Every significant other knows what the topic of this post means. There are things you don’t do when it comes to the person you care about. Doing those things is tantamount to romantic suicide.
When it comes to me, you don’t call me paranoid. I associate that word with the phrase “paranoid schizophrenic” which was a phrase used to describe one of my relatives before he shot himself. It’s also been used to describe another relative who locks himself in his house and won’t go outside. I do wish he would email me, when we were kids, he was an awesome person to be around.
Another thing you just don’t call me is fat. I spent the whole of my 13th year on this earth being berated, belittled and otherwise endlessly teased about my weight.

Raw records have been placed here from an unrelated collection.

//! Session manager
//!
//! Owns the authenticated session: rehydrates it from local storage at
//! startup, runs login/register/logout against the backend, and keeps the
//! persisted copy ahead of the in-memory one so a crash between the two
//! never leaves storage claiming less than memory does.
//!
//! # Example
//!
//! ```rust,no_run
//! use api_client::{ApiClient, ApiClientConfig, SessionManager};
//! use std::sync::Arc;
//! use storage::{KvConfig, KvStore};
//!
//! #[tokio::main]
//! async fn main() -> Result<(), Box<dyn std::error::Error>> {
//!     let client = ApiClient::new(ApiClientConfig::new("https://api.belajar.app"))?;
//!     let store = Arc::new(KvStore::new(KvConfig::new("belajar_kv.db"))?);
//!     let manager = SessionManager::new(client, store);
//!
//!     manager.load().await;
//!     if !manager.is_authenticated() {
//!         manager.login("user@example.com", "password123").await?;
//!     }
//!     Ok(())
//! }
//! ```

use crate::auth::{self, User};
use crate::http::ApiClient;
use crate::session::{AuthError, AuthState, Result, Session, TOKEN_KEY, USER_KEY};
use std::sync::{Arc, RwLock};
use storage::{KeyValue, KvError};
use tracing::{debug, warn};

/// Session manager configuration
#[derive(Debug, Clone, Default)]
pub struct SessionConfig {
    /// Validate rehydrated credentials against `GET /api/auth/me` during
    /// [`SessionManager::load`]. Off by default so startup works offline.
    pub validate_on_load: bool,
}

impl SessionConfig {
    /// Create a default configuration
    pub fn new() -> Self {
        Self::default()
    }

    /// Enable or disable startup validation
    pub fn validate_on_load(mut self, enabled: bool) -> Self {
        self.validate_on_load = enabled;
        self
    }
}

/// Manages the authenticated session for the app
///
/// Persistence ordering: credentials are written to storage before the
/// in-memory session is published, and cleared from storage before the
/// in-memory session is dropped on failure paths. Operations take no
/// cross-operation lock; concurrent login and logout may interleave, and
/// the last writer wins. Callers serialize these at the UI layer.
pub struct SessionManager {
    client: ApiClient,
    store: Arc<dyn KeyValue>,
    config: SessionConfig,
    session: RwLock<Option<Session>>,
    state: RwLock<AuthState>,
}

impl SessionManager {
    /// Create a session manager with default configuration
    pub fn new(client: ApiClient, store: Arc<dyn KeyValue>) -> Self {
        Self::with_config(client, store, SessionConfig::default())
    }

    /// Create a session manager with explicit configuration
    pub fn with_config(client: ApiClient, store: Arc<dyn KeyValue>, config: SessionConfig) -> Self {
        Self {
            client,
            store,
            config,
            session: RwLock::new(None),
            state: RwLock::new(AuthState::Unknown),
        }
    }

    /// Rehydrate the session from storage
    ///
    /// Resolves the startup `Unknown` state. Both keys present and intact
    /// publishes `Authenticated` (after an optional remote check when
    /// `validate_on_load` is set); anything else, including storage read
    /// failures, lands on `Unauthenticated`. Never fails: a session that
    /// cannot be restored is simply not restored.
    pub async fn load(&self) -> AuthState {
        let restored = match (self.store.get(TOKEN_KEY), self.store.get(USER_KEY)) {
            (Ok(Some(token)), Ok(Some(user_json))) => {
                match serde_json::from_str::<User>(&user_json) {
                    Ok(user) => Some(Session { user, token }),
                    Err(e) => {
                        warn!(error = %e, "stored user record is corrupt, discarding session");
                        self.purge_storage();
                        None
                    }
                }
            }
            (Ok(None), Ok(None)) => None,
            (Ok(_), Ok(_)) => {
                // One key without the other is leftover partial state.
                warn!("found partial credentials in storage, discarding");
                self.purge_storage();
                None
            }
            (Err(e), _) | (_, Err(e)) => {
                warn!(error = %e, "failed to read stored credentials");
                None
            }
        };

        let restored = match restored {
            Some(session) if self.config.validate_on_load => {
                match self.client.me(&session.token).await {
                    Ok(user) => {
                        debug!(user = %user.email, "restored session validated");
                        Some(Session { user, token: session.token })
                    }
                    Err(e) => {
                        warn!(error = %e, "restored session failed validation, discarding");
                        self.purge_storage();
                        None
                    }
                }
            }
            other => other,
        };

        let state = if restored.is_some() {
            AuthState::Authenticated
        } else {
            AuthState::Unauthenticated
        };
        self.publish(restored, state);
        state
    }

    /// Log in with email and password
    ///
    /// Credentials are checked locally first; a request only goes out when
    /// they pass. On success the session is persisted before it becomes
    /// visible through the read methods.
    pub async fn login(&self, email: &str, password: &str) -> Result<User> {
        auth::validate_login(email, password).map_err(AuthError::Validation)?;

        let response = self.client.login(email, password).await?;
        let user_json = serde_json::to_string(&response.user)
            .map_err(|_| AuthError::Storage(KvError::InvalidValue(USER_KEY.to_string())))?;

        self.store.set(TOKEN_KEY, &response.token)?;
        if let Err(e) = self.store.set(USER_KEY, &user_json) {
            // Half-written credentials must not survive.
            if let Err(rollback) = self.store.remove(TOKEN_KEY) {
                warn!(error = %rollback, "failed to roll back token after user write failure");
            }
            return Err(e.into());
        }

        debug!(user = %response.user.email, "logged in");
        let session = Session {
            user: response.user.clone(),
            token: response.token,
        };
        self.publish(Some(session), AuthState::Authenticated);

        Ok(response.user)
    }

    /// Register a new account
    ///
    /// Does not authenticate; callers log in with the new credentials
    /// afterwards.
    pub async fn register(&self, name: &str, email: &str, password: &str) -> Result<User> {
        auth::validate_registration(name, email, password).map_err(AuthError::Validation)?;

        let user = self.client.register(name, email, password).await?;
        debug!(user = %user.email, "registered");
        Ok(user)
    }

    /// Log out, clearing the session everywhere
    ///
    /// Remote invalidation is best-effort; local credentials are cleared
    /// regardless. Idempotent, and never fails.
    pub async fn logout(&self) {
        if let Some(token) = self.token() {
            if let Err(e) = self.client.logout(&token).await {
                warn!(error = %e, "remote logout failed, clearing local session anyway");
            }
        }

        self.purge_storage();
        self.publish(None, AuthState::Unauthenticated);
        debug!("logged out");
    }

    /// Re-fetch the current user from the backend
    ///
    /// Overwrites the stored and cached user record on success. Any
    /// failure of the remote check discards the session: a token the
    /// backend no longer honors must not keep serving a cached user.
    pub async fn refresh_user(&self) -> Result<User> {
        let token = self.token().ok_or(AuthError::NotAuthenticated)?;

        let user = match self.client.me(&token).await {
            Ok(user) => user,
            Err(e) => {
                warn!(error = %e, "session rejected during refresh, discarding");
                self.purge_storage();
                self.publish(None, AuthState::Unauthenticated);
                return Err(e.into());
            }
        };

        let user_json = serde_json::to_string(&user)
            .map_err(|_| AuthError::Storage(KvError::InvalidValue(USER_KEY.to_string())))?;
        self.store.set(USER_KEY, &user_json)?;

        self.publish(Some(Session { user: user.clone(), token }), AuthState::Authenticated);
        Ok(user)
    }

    /// Current authentication state
    pub fn auth_state(&self) -> AuthState {
        *self.state.read().unwrap()
    }

    /// Whether a session is active
    pub fn is_authenticated(&self) -> bool {
        self.auth_state() == AuthState::Authenticated
    }

    /// The current user, if authenticated
    pub fn current_user(&self) -> Option<User> {
        self.session.read().unwrap().as_ref().map(|s| s.user.clone())
    }

    /// The current bearer token, if authenticated
    pub fn token(&self) -> Option<String> {
        self.session.read().unwrap().as_ref().map(|s| s.token.clone())
    }

    /// The API client this manager talks through
    pub fn client(&self) -> &ApiClient {
        &self.client
    }

    /// Replace the in-memory session and state together
    fn publish(&self, session: Option<Session>, state: AuthState) {
        *self.session.write().unwrap() = session;
        *self.state.write().unwrap() = state;
    }

    /// Remove both credential keys from storage
    fn purge_storage(&self) {
        if let Err(e) = self.store.multi_remove(&[TOKEN_KEY, USER_KEY]) {
            warn!(error = %e, "failed to clear stored credentials");
        }
    }
}
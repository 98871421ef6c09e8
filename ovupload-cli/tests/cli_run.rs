//! End-to-end runs of the `ovupload` binary against mock OneVizion and
//! OpenAI servers.

use std::fs;
use std::path::{Path, PathBuf};
use std::process::{Command, Output};

use assert_cmd::prelude::*;
use predicates::prelude::*;
use predicates::str::contains;
use serde_json::{json, Value};
use tempfile::TempDir;
use wiremock::matchers::{body_json, body_string_contains, method, path, query_param};
use wiremock::{Mock, MockServer, ResponseTemplate};

fn ovupload_cmd() -> Command {
    let mut cmd = Command::new(assert_cmd::cargo::cargo_bin!("ovupload"));
    cmd.env("RUST_LOG", "warn");
    cmd
}

fn write_settings(dir: &TempDir) -> PathBuf {
    let path = dir.path().join("settings.json");
    fs::write(
        &path,
        serde_json::to_string_pretty(&json!({
            "ovUrl": "https://trial.onevizion.test/",
            "ovAccessKey": "access",
            "ovSecretKey": "secret",
            "openAIApiKey": "sk-test",
            "trackorType": "Document",
            "fileField": "DOC_FILE",
            "fileIdField": "DOC_FILE_ID",
            "loadCheckboxField": "DOC_LOAD"
        }))
        .expect("json"),
    )
    .expect("write settings");
    path
}

async fn run_against(ov: &MockServer, openai: &MockServer, settings: &Path, extra: &[&str]) -> Output {
    let mut cmd = ovupload_cmd();
    cmd.arg("run")
        .arg("--settings")
        .arg(settings)
        .arg("--ov-base-url")
        .arg(ov.uri())
        .arg("--openai-api-url")
        .arg(format!("{}/v1", openai.uri()))
        .args(extra);
    tokio::task::spawn_blocking(move || cmd.output().expect("run ovupload"))
        .await
        .expect("join")
}

async fn mount_pending(ov: &MockServer, rows: Value) {
    Mock::given(method("GET"))
        .and(path("/api/v3/trackor_types/Document/trackors"))
        .and(query_param("fields", "DOC_FILE"))
        .and(query_param("DOC_LOAD", "1"))
        .respond_with(ResponseTemplate::new(200).set_body_json(rows))
        .expect(1)
        .mount(ov)
        .await;
}

// ---------------------------------------------------------------------------
// 1. check-settings
// ---------------------------------------------------------------------------

#[test]
fn check_settings_prints_normalized_host() {
    let dir = TempDir::new().expect("tempdir");
    let settings = write_settings(&dir);

    ovupload_cmd()
        .arg("check-settings")
        .arg("--settings")
        .arg(&settings)
        .assert()
        .success()
        .stdout(contains("trial.onevizion.test"))
        .stdout(contains("Document"))
        .stdout(contains("sk-test").not());
}

#[test]
fn check_settings_missing_file_fails() {
    let dir = TempDir::new().expect("tempdir");

    ovupload_cmd()
        .arg("check-settings")
        .arg("--settings")
        .arg(dir.path().join("absent.json"))
        .assert()
        .failure()
        .stderr(contains("failed to load settings"));
}

// ---------------------------------------------------------------------------
// 2. run
// ---------------------------------------------------------------------------

#[tokio::test]
async fn run_uploads_and_writes_back_file_id() {
    let dir = TempDir::new().expect("tempdir");
    let settings = write_settings(&dir);
    let ov = MockServer::start().await;
    let openai = MockServer::start().await;

    mount_pending(
        &ov,
        json!([
            {"TRACKOR_ID": 7, "DOC_FILE": {"data": "hello", "file_name": "a.txt"}},
            {"TRACKOR_ID": 8, "DOC_FILE": null}
        ]),
    )
    .await;
    Mock::given(method("PUT"))
        .and(path("/api/v3/trackors/7"))
        .and(body_json(json!({"DOC_LOAD": "0", "DOC_FILE_ID": "file_abc"})))
        .respond_with(ResponseTemplate::new(200).set_body_json(json!({"TRACKOR_ID": 7})))
        .expect(1)
        .mount(&ov)
        .await;
    Mock::given(method("POST"))
        .and(path("/v1/files"))
        .and(body_string_contains("filename=\"a.txt\""))
        .respond_with(ResponseTemplate::new(200).set_body_json(json!({"id": "file_abc"})))
        .expect(1)
        .mount(&openai)
        .await;

    let output = run_against(&ov, &openai, &settings, &["--json"]).await;
    assert!(
        output.status.success(),
        "command failed: status={} stderr={}",
        output.status,
        String::from_utf8_lossy(&output.stderr),
    );

    let report: Value = serde_json::from_slice(&output.stdout).expect("json report");
    assert_eq!(report["dry_run"], json!(false));
    assert_eq!(
        report["outcomes"],
        json!([
            {"status": "uploaded", "trackor_id": 7, "file_id": "file_abc"},
            {"status": "skipped", "trackor_id": 8}
        ])
    );
}

#[tokio::test]
async fn run_dry_run_touches_nothing() {
    let dir = TempDir::new().expect("tempdir");
    let settings = write_settings(&dir);
    let ov = MockServer::start().await;
    let openai = MockServer::start().await;

    mount_pending(
        &ov,
        json!([{"TRACKOR_ID": 7, "DOC_FILE": {"data": "hello", "file_name": "a.txt"}}]),
    )
    .await;
    Mock::given(method("PUT"))
        .respond_with(ResponseTemplate::new(200))
        .expect(0)
        .mount(&ov)
        .await;
    Mock::given(method("POST"))
        .respond_with(ResponseTemplate::new(200).set_body_json(json!({"id": "never"})))
        .expect(0)
        .mount(&openai)
        .await;

    let output = run_against(&ov, &openai, &settings, &["--dry-run"]).await;
    assert!(output.status.success(), "stderr={}", String::from_utf8_lossy(&output.stderr));
    let stdout = String::from_utf8(output.stdout).expect("utf8");
    assert!(stdout.contains("[dry-run]"), "missing dry-run prefix: {stdout}");
    assert!(stdout.contains("would upload"), "missing outcome row: {stdout}");
}

#[tokio::test]
async fn run_fails_when_fetch_is_rejected() {
    let dir = TempDir::new().expect("tempdir");
    let settings = write_settings(&dir);
    let ov = MockServer::start().await;
    let openai = MockServer::start().await;

    Mock::given(method("GET"))
        .respond_with(ResponseTemplate::new(401).set_body_string("Invalid token"))
        .mount(&ov)
        .await;

    let output = run_against(&ov, &openai, &settings, &[]).await;
    assert!(!output.status.success());
    let stderr = String::from_utf8_lossy(&output.stderr);
    assert!(stderr.contains("failed to fetch trackors"), "stderr={stderr}");
    assert!(stderr.contains("Invalid token"), "stderr={stderr}");
}

#[tokio::test]
async fn run_with_ihub_parameters_posts_integration_log() {
    let dir = TempDir::new().expect("tempdir");
    let settings = write_settings(&dir);
    let ihub = dir.path().join("ihub_parameters.json");
    fs::write(&ihub, r#"{"processId": 4242, "logLevel": "Info"}"#).expect("write ihub");
    let ov = MockServer::start().await;
    let openai = MockServer::start().await;

    mount_pending(&ov, json!([])).await;
    Mock::given(method("POST"))
        .and(path("/api/v3/integrations/runs/4242/logs"))
        .and(body_json(json!({
            "message": "Module is started",
            "description": "",
            "log_level_name": "Info"
        })))
        .respond_with(ResponseTemplate::new(200))
        .expect(1)
        .mount(&ov)
        .await;

    let ihub_arg = ihub.to_string_lossy().into_owned();
    let output = run_against(&ov, &openai, &settings, &["--ihub-parameters", &ihub_arg]).await;
    assert!(output.status.success(), "stderr={}", String::from_utf8_lossy(&output.stderr));
    assert!(String::from_utf8_lossy(&output.stdout).contains("No trackors flagged for upload."));
}
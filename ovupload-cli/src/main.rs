//! ovupload: push OneVizion EFile attachments to the OpenAI Files API.
//!
//! # Usage
//!
//! ```text
//! ovupload run [--settings settings.json] [--ihub-parameters ihub_parameters.json] [--dry-run] [--json]
//! ovupload check-settings [--settings settings.json] [--ihub-parameters ihub_parameters.json]
//! ```

mod commands;

use anyhow::Result;
use clap::{Parser, Subcommand};

use commands::{check::CheckArgs, run::RunArgs};

// ---------------------------------------------------------------------------
// CLI entry point
// ---------------------------------------------------------------------------

#[derive(Parser, Debug)]
#[command(
    name = "ovupload",
    version,
    about = "Upload files flagged on OneVizion trackors to OpenAI and write back the file ids",
    long_about = None,
)]
struct Cli {
    /// Emit tracing output as JSON lines.
    #[arg(long, global = true)]
    log_json: bool,

    #[command(subcommand)]
    command: Commands,
}

#[derive(Subcommand, Debug)]
enum Commands {
    /// Run one upload pass over every flagged trackor.
    Run(RunArgs),

    /// Load and print the settings without contacting any service.
    CheckSettings(CheckArgs),
}

// ---------------------------------------------------------------------------
// Main
// ---------------------------------------------------------------------------

fn main() -> Result<()> {
    let cli = Cli::parse();
    init_tracing(cli.log_json);
    match cli.command {
        Commands::Run(args) => args.run(),
        Commands::CheckSettings(args) => args.run(),
    }
}

fn init_tracing(json: bool) {
    use tracing_subscriber::{fmt, EnvFilter};

    let filter = EnvFilter::try_from_default_env().unwrap_or_else(|_| EnvFilter::new("info"));
    let builder = fmt()
        .with_env_filter(filter)
        .with_target(false)
        .with_writer(std::io::stderr);
    let _ = if json {
        builder.json().try_init()
    } else {
        builder.try_init()
    };
}
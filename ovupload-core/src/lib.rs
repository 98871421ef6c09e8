//! ovupload core library: domain types, errors, collaborator traits, settings.
//!
//! - [`types`]: newtypes, fetched trackor rows, update payloads
//! - [`error`]: [`ModuleError`], [`UploadError`], [`LogError`]
//! - [`ports`]: traits the sync module is generic over
//! - [`log`]: [`LogLevel`] and the tracing-only [`TracingLog`] sink
//! - [`settings`]: `settings.json` / `ihub_parameters.json` loading

pub mod error;
pub mod log;
pub mod ports;
pub mod settings;
pub mod types;

pub use error::{LogError, ModuleError, UploadError};
pub use log::{LogLevel, TracingLog};
pub use ports::{FileUploader, ModuleLog, TrackorConnector, TrackorStore};
pub use settings::{IhubParameters, Settings, SettingsError};
pub use types::{
    AccessParameters, FieldMap, FileField, Filters, Trackor, TrackorId, TrackorType, UpdatePayload,
};
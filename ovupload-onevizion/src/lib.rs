//! # ovupload-onevizion
//!
//! OneVizion REST v3 adapters: the trackor read/update client and the
//! integration-run log sink. Both authenticate with an access/secret key
//! token built from [`ovupload_core::AccessParameters`].

mod http;
pub mod integration_log;
pub mod trackor;

pub use integration_log::IntegrationLog;
pub use trackor::{OneVizionConnector, TrackorClient};
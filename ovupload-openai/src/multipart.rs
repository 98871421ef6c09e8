//! Minimal `multipart/form-data` encoder for the Files API request.

use std::time::{SystemTime, UNIX_EPOCH};

/// A text field followed by file parts, encoded into one request body.
pub(crate) struct Form {
    boundary: String,
    parts: Vec<Part>,
}

enum Part {
    Text {
        name: String,
        value: String,
    },
    File {
        name: String,
        file_name: String,
        bytes: Vec<u8>,
    },
}

impl Form {
    pub fn new() -> Self {
        let nanos = SystemTime::now()
            .duration_since(UNIX_EPOCH)
            .unwrap_or_default()
            .as_nanos();
        Self::with_boundary(format!("ovupload-{nanos:032x}"))
    }

    pub fn with_boundary(boundary: impl Into<String>) -> Self {
        Self {
            boundary: boundary.into(),
            parts: Vec::new(),
        }
    }

    pub fn text(mut self, name: &str, value: &str) -> Self {
        self.parts.push(Part::Text {
            name: name.to_owned(),
            value: value.to_owned(),
        });
        self
    }

    pub fn file(mut self, name: &str, file_name: &str, bytes: Vec<u8>) -> Self {
        self.parts.push(Part::File {
            name: name.to_owned(),
            file_name: file_name.to_owned(),
            bytes,
        });
        self
    }

    pub fn content_type(&self) -> String {
        format!("multipart/form-data; boundary={}", self.boundary)
    }

    /// Encode all parts. The boundary is extended until no part contains it.
    pub fn encode(mut self) -> (String, Vec<u8>) {
        while self.parts.iter().any(|p| p.contains(self.boundary.as_bytes())) {
            self.boundary.push('x');
        }

        let mut body = Vec::new();
        for part in &self.parts {
            body.extend_from_slice(b"--");
            body.extend_from_slice(self.boundary.as_bytes());
            body.extend_from_slice(b"\r\n");
            match part {
                Part::Text { name, value } => {
                    body.extend_from_slice(
                        format!(
                            "Content-Disposition: form-data; name=\"{}\"\r\n\r\n",
                            quote(name)
                        )
                        .as_bytes(),
                    );
                    body.extend_from_slice(value.as_bytes());
                }
                Part::File {
                    name,
                    file_name,
                    bytes,
                } => {
                    body.extend_from_slice(
                        format!(
                            "Content-Disposition: form-data; name=\"{}\"; filename=\"{}\"\r\n\
                             Content-Type: application/octet-stream\r\n\r\n",
                            quote(name),
                            quote(file_name)
                        )
                        .as_bytes(),
                    );
                    body.extend_from_slice(bytes);
                }
            }
            body.extend_from_slice(b"\r\n");
        }
        body.extend_from_slice(b"--");
        body.extend_from_slice(self.boundary.as_bytes());
        body.extend_from_slice(b"--\r\n");

        (self.content_type(), body)
    }
}

impl Part {
    fn contains(&self, needle: &[u8]) -> bool {
        let haystack: &[u8] = match self {
            Part::Text { value, .. } => value.as_bytes(),
            Part::File { bytes, .. } => bytes,
        };
        haystack.windows(needle.len()).any(|w| w == needle)
    }
}

/// Header-safe parameter value: quotes and line breaks are percent-encoded.
fn quote(value: &str) -> String {
    value
        .replace('"', "%22")
        .replace('\r', "%0D")
        .replace('\n', "%0A")
}
//! Per-trackor outcomes and the run report.

use chrono::{DateTime, Utc};
use serde::Serialize;

use ovupload_core::TrackorId;

/// What happened to one fetched trackor.
#[derive(Debug, Clone, PartialEq, Eq, Serialize)]
#[serde(tag = "status", rename_all = "snake_case")]
pub enum RecordOutcome {
    /// File uploaded, flag cleared and file id written back.
    Uploaded { trackor_id: TrackorId, file_id: String },
    /// Dry run: the file *would* have been uploaded.
    WouldUpload {
        trackor_id: TrackorId,
        file_name: Option<String>,
    },
    /// Flag set but no file attached; left untouched.
    Skipped { trackor_id: TrackorId },
    /// A record-service error was logged; the flag stays set for the next run.
    Failed { trackor_id: TrackorId, error: String },
}

impl RecordOutcome {
    pub fn trackor_id(&self) -> TrackorId {
        match self {
            RecordOutcome::Uploaded { trackor_id, .. }
            | RecordOutcome::WouldUpload { trackor_id, .. }
            | RecordOutcome::Skipped { trackor_id }
            | RecordOutcome::Failed { trackor_id, .. } => *trackor_id,
        }
    }

    pub fn label(&self) -> &'static str {
        match self {
            RecordOutcome::Uploaded { .. } => "uploaded",
            RecordOutcome::WouldUpload { .. } => "would upload",
            RecordOutcome::Skipped { .. } => "skipped",
            RecordOutcome::Failed { .. } => "failed",
        }
    }
}

/// Summary of one [`crate::Module::start`] call.
#[derive(Debug, Clone, PartialEq, Eq, Serialize)]
pub struct SyncReport {
    pub dry_run: bool,
    pub started_at: DateTime<Utc>,
    pub finished_at: DateTime<Utc>,
    pub outcomes: Vec<RecordOutcome>,
}

impl SyncReport {
    pub fn fetched(&self) -> usize {
        self.outcomes.len()
    }

    pub fn uploaded(&self) -> usize {
        self.count(|o| matches!(o, RecordOutcome::Uploaded { .. }))
    }

    pub fn would_upload(&self) -> usize {
        self.count(|o| matches!(o, RecordOutcome::WouldUpload { .. }))
    }

    pub fn skipped(&self) -> usize {
        self.count(|o| matches!(o, RecordOutcome::Skipped { .. }))
    }

    pub fn failed(&self) -> usize {
        self.count(|o| matches!(o, RecordOutcome::Failed { .. }))
    }

    fn count(&self, pred: impl Fn(&RecordOutcome) -> bool) -> usize {
        self.outcomes.iter().filter(|o| pred(o)).count()
    }
}
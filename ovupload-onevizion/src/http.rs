//! HTTP plumbing shared by the trackor client and the integration log.

use std::time::Duration;

use ureq::{Agent, AgentBuilder};

/// Per-request timeout applied to every OneVizion call.
pub(crate) const REQUEST_TIMEOUT: Duration = Duration::from_secs(60);

/// Longest response body excerpt kept in an error message.
const MAX_BODY_EXCERPT: usize = 512;

pub(crate) fn agent() -> Agent {
    AgentBuilder::new().timeout(REQUEST_TIMEOUT).build()
}

/// `https://{host}` for a protocol-stripped host.
pub(crate) fn base_url(host: &str) -> String {
    format!("https://{host}")
}

/// A failed call, split into status and readable detail.
pub(crate) struct Failure {
    pub status: Option<u16>,
    pub detail: String,
}

impl From<ureq::Error> for Failure {
    fn from(err: ureq::Error) -> Self {
        match err {
            ureq::Error::Status(code, response) => {
                let body = response.into_string().unwrap_or_default();
                Failure {
                    status: Some(code),
                    detail: excerpt(body.trim()).to_owned(),
                }
            }
            ureq::Error::Transport(transport) => Failure {
                status: None,
                detail: transport.to_string(),
            },
        }
    }
}

impl Failure {
    /// One entry of a service error list.
    pub fn describe(&self) -> String {
        match self.status {
            Some(code) => format!("HTTP {code}: {}", self.detail),
            None => self.detail.clone(),
        }
    }
}

fn excerpt(body: &str) -> &str {
    if body.len() <= MAX_BODY_EXCERPT {
        return body;
    }
    let mut end = MAX_BODY_EXCERPT;
    while !body.is_char_boundary(end) {
        end -= 1;
    }
    &body[..end]
}
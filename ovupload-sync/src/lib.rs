//! # ovupload-sync
//!
//! The upload module: one synchronous pass over every trackor flagged for
//! upload. Call [`Module::start`] once per integration run.

pub mod error;
pub mod pipeline;
pub mod report;

pub use error::SyncError;
pub use pipeline::{Module, ModuleConfig};
pub use report::{RecordOutcome, SyncReport};
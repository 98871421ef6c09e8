//! # ovupload-openai
//!
//! Uploads file content to the OpenAI Files API and returns the stored file id.

pub mod client;
mod multipart;
pub mod types;

pub use client::{OpenAiUploader, DEFAULT_API_URL, DEFAULT_PURPOSE};
pub use types::FileObject;
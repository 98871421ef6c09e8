//! OpenAI Files API uploader.

use std::fmt;
use std::time::Duration;

use tracing::{debug, info};
use ureq::{Agent, AgentBuilder};

use ovupload_core::{FileUploader, UploadError};

use crate::multipart::Form;
use crate::types::FileObject;

pub const DEFAULT_API_URL: &str = "https://api.openai.com/v1";
pub const DEFAULT_PURPOSE: &str = "assistants";

/// File name sent when the trackor's file carries none.
const FALLBACK_FILE_NAME: &str = "upload";

const REQUEST_TIMEOUT: Duration = Duration::from_secs(300);

/// Uploads file content under a fixed purpose. One attempt per call.
#[derive(Clone)]
pub struct OpenAiUploader {
    agent: Agent,
    api_key: String,
    purpose: String,
    api_url: String,
}

impl OpenAiUploader {
    pub fn new(api_key: impl Into<String>) -> Self {
        Self {
            agent: AgentBuilder::new().timeout(REQUEST_TIMEOUT).build(),
            api_key: api_key.into(),
            purpose: DEFAULT_PURPOSE.to_string(),
            api_url: DEFAULT_API_URL.to_string(),
        }
    }

    pub fn with_purpose(mut self, purpose: impl Into<String>) -> Self {
        self.purpose = purpose.into();
        self
    }

    /// Point the uploader at another API root (proxies, tests).
    pub fn with_api_url(mut self, url: impl Into<String>) -> Self {
        self.api_url = url.into().trim_end_matches('/').to_owned();
        self
    }

    pub fn purpose(&self) -> &str {
        &self.purpose
    }

    fn files_url(&self) -> String {
        format!("{}/files", self.api_url)
    }
}

impl fmt::Debug for OpenAiUploader {
    fn fmt(&self, f: &mut fmt::Formatter<'_>) -> fmt::Result {
        f.debug_struct("OpenAiUploader")
            .field("purpose", &self.purpose)
            .field("api_url", &self.api_url)
            .finish_non_exhaustive()
    }
}

impl FileUploader for OpenAiUploader {
    fn upload_file(&self, data: &str, file_name: Option<&str>) -> Result<String, UploadError> {
        let file_name = file_name.unwrap_or(FALLBACK_FILE_NAME);
        let (content_type, body) = Form::new()
            .text("purpose", &self.purpose)
            .file("file", file_name, data.as_bytes().to_vec())
            .encode();

        debug!(file_name, bytes = data.len(), purpose = %self.purpose, "uploading file");
        let response = self
            .agent
            .post(&self.files_url())
            .set("Authorization", &format!("Bearer {}", self.api_key))
            .set("Content-Type", &content_type)
            .send_bytes(&body)
            .map_err(|err| match err {
                ureq::Error::Status(status, response) => UploadError::Status {
                    status,
                    body: response.into_string().unwrap_or_default(),
                },
                ureq::Error::Transport(transport) => UploadError::Transport(transport.to_string()),
            })?;

        let file: FileObject = response
            .into_json()
            .map_err(|e| UploadError::Decode(e.to_string()))?;
        info!(file_id = %file.id, file_name, "file stored");
        Ok(file.id)
    }
}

Now that I’ve put it into perspective, you can probably see why this would be a huge relationship faux pas, but if you didn’t have that perspective, how innocuous does that word seem to be? How innocent and lacking in offense?
You never know.
I find it fascinating how our minds associate words with things that have such powerful impacts upon us. If I were to say, “yellow” what would you think of?
I’m a self-centered person. I’ve learned to be that way out of self-defense. My whole life, I have surrounded myself with people who are self-centered, who think of themselves first who assume that I get upset because of something someone else did, not because of something they might have done to me.
I’m tired of being like that. I’m extremely tired of defending myself against perfect, pristine ghosts. I get even more tired of being the only person in the world that does everything wrong.
Long ago, I accepted that I am not perfect, that I do do things wrong. It really sucks when people go and rub that in your face when you’ve long since known the truth about yourself.
The truth about ourselves.. now there’s a deep thought. That’s something we hide from everyone, even the people we claim to love. Why do we hide it? Is it out of fear?